TASK DESCRIPTION
Return, exactly and in full, the lines of the records below starting at the one with "Your task is to intelligently" and ending at the one with "4. Using proper", and no other lines.

Collected data entries:
· · · · ·
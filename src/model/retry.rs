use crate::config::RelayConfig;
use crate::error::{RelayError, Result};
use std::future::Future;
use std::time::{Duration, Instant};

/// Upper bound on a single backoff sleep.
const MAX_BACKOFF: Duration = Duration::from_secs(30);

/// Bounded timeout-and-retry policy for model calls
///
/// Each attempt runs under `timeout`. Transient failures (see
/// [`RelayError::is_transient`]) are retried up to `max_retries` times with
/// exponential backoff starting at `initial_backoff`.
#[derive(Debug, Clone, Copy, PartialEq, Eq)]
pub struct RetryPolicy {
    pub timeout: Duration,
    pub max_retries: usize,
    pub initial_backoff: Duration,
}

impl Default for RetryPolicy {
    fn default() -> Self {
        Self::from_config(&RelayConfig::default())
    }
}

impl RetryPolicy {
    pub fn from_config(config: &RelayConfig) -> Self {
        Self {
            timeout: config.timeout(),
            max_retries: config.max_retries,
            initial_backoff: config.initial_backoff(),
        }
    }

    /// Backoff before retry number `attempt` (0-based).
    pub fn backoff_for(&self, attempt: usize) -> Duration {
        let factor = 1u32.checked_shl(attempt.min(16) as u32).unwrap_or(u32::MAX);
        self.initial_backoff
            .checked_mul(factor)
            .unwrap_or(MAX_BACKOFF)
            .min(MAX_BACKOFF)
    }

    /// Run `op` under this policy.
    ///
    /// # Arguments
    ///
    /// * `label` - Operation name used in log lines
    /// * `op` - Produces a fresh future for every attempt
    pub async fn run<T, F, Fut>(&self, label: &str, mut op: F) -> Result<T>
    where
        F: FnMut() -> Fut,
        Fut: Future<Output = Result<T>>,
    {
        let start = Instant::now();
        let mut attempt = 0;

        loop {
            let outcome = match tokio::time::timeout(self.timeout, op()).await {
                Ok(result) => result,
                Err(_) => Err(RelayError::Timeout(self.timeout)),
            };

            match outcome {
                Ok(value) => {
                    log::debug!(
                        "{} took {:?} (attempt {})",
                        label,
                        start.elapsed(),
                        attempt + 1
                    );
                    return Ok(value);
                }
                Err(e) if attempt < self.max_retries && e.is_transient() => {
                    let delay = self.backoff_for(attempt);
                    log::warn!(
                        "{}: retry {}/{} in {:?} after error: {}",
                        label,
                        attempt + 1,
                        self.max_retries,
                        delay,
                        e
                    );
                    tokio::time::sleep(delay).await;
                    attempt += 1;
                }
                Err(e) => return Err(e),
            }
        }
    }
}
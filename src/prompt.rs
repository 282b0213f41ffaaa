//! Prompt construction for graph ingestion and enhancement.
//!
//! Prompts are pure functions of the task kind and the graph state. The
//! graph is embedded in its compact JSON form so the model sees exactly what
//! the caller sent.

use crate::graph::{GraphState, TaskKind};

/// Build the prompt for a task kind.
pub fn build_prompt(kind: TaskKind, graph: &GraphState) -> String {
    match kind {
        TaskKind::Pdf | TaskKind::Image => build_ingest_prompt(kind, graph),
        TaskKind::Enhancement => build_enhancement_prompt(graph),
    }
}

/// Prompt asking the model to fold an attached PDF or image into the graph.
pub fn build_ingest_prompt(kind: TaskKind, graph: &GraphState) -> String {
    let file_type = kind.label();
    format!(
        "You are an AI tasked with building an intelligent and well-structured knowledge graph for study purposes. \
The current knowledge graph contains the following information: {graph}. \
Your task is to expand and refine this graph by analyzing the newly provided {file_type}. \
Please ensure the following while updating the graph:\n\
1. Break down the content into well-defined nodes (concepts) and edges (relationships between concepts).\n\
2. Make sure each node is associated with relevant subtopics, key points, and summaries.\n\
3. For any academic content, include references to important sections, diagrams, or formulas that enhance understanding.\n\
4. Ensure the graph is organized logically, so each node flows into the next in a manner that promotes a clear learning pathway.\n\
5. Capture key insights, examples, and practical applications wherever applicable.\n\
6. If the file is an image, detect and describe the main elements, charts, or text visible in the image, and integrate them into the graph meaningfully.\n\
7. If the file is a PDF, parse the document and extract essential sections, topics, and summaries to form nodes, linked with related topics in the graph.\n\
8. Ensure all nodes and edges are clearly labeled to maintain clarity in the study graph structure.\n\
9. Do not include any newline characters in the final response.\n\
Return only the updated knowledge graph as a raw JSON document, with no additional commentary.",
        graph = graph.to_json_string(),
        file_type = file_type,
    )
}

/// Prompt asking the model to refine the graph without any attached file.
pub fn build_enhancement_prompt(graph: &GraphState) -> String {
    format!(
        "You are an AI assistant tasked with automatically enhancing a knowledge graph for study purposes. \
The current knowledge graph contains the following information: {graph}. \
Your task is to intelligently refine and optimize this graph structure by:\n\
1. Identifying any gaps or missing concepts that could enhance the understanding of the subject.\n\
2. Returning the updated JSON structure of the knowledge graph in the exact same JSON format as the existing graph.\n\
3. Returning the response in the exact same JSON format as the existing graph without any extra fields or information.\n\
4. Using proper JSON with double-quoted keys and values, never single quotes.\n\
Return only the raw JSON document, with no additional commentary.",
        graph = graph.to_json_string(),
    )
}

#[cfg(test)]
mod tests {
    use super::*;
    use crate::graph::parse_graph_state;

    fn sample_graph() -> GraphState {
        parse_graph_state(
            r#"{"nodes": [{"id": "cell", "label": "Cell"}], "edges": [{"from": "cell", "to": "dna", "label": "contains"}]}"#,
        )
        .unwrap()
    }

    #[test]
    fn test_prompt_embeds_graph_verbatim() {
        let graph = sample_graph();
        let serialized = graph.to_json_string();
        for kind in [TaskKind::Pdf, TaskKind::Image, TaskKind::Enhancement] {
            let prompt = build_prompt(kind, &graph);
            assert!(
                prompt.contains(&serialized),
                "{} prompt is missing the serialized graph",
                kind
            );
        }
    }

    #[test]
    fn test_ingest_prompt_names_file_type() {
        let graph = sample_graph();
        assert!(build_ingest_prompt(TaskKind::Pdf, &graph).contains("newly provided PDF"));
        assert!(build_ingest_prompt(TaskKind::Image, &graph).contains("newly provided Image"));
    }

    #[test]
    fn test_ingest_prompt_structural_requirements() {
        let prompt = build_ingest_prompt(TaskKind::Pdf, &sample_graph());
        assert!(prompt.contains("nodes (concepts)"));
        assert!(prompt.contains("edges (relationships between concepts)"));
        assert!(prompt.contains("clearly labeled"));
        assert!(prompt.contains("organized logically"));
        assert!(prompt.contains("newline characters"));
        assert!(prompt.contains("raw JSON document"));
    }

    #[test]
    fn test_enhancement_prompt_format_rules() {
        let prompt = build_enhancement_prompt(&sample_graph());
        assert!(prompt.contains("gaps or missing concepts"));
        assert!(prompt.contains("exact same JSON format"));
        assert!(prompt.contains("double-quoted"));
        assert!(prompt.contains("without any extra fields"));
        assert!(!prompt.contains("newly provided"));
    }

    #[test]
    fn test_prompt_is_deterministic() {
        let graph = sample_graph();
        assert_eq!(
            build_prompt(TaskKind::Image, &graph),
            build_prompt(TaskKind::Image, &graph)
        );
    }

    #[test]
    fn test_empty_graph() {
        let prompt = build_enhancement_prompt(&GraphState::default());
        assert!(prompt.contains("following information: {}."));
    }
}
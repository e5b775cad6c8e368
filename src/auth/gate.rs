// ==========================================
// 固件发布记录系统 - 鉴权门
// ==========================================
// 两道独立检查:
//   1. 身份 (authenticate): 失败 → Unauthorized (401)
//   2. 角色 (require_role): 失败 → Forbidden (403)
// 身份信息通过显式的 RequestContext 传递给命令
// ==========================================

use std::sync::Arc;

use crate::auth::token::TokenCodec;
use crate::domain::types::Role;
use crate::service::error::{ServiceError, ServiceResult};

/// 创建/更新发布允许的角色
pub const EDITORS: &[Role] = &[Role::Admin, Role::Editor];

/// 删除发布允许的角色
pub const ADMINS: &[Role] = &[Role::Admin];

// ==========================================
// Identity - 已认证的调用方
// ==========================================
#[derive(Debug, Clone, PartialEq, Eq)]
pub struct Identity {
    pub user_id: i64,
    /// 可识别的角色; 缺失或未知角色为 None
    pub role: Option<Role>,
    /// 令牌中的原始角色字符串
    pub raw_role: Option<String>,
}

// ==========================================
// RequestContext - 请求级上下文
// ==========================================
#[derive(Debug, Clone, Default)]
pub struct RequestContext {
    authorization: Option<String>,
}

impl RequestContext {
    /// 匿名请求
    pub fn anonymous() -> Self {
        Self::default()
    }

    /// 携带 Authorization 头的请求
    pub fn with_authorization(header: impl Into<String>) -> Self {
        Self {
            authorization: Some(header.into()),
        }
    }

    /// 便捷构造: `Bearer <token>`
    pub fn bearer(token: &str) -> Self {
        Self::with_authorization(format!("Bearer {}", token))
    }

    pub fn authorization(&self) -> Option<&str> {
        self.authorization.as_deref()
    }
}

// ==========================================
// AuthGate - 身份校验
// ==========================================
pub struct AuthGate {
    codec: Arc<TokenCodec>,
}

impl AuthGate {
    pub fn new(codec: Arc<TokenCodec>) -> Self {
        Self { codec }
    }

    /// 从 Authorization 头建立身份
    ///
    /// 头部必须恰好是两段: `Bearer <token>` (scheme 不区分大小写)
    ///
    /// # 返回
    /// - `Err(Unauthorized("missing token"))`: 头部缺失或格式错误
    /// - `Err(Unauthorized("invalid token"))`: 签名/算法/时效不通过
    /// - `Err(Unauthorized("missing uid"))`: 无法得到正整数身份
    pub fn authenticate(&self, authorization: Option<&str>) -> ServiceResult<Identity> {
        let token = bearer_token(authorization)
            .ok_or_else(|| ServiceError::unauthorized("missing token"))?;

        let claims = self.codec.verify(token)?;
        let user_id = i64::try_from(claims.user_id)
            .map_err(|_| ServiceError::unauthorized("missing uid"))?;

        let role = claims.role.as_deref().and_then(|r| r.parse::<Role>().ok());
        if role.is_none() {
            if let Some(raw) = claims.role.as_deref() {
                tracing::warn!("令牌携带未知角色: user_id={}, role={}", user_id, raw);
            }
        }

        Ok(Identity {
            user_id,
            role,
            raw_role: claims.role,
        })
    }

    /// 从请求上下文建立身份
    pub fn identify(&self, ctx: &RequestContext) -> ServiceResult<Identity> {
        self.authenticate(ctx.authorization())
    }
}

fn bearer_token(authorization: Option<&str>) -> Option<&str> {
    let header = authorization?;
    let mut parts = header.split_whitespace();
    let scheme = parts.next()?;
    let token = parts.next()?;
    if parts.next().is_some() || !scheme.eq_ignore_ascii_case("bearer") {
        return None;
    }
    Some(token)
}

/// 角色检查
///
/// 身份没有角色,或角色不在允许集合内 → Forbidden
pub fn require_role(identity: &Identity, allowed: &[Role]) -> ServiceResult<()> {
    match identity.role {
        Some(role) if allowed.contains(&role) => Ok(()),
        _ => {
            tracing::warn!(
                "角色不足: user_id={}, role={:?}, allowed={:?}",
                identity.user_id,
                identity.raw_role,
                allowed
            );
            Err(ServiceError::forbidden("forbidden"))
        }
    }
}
· · · · ·
FINAL ANSWER
Your task is to intelligently refine and optimize this graph structure by:\n\
1. Identifying any gaps or missing concepts that could enhance the understanding of the subject.\n\
2. Returning the updated JSON structure of the knowledge graph in the exact same JSON format as the existing graph.\n\
3. Returning the response in the exact same JSON format as the existing graph without any extra fields or information.\n\
4. Using proper JSON with double-quoted keys and values, never single quotes.\n\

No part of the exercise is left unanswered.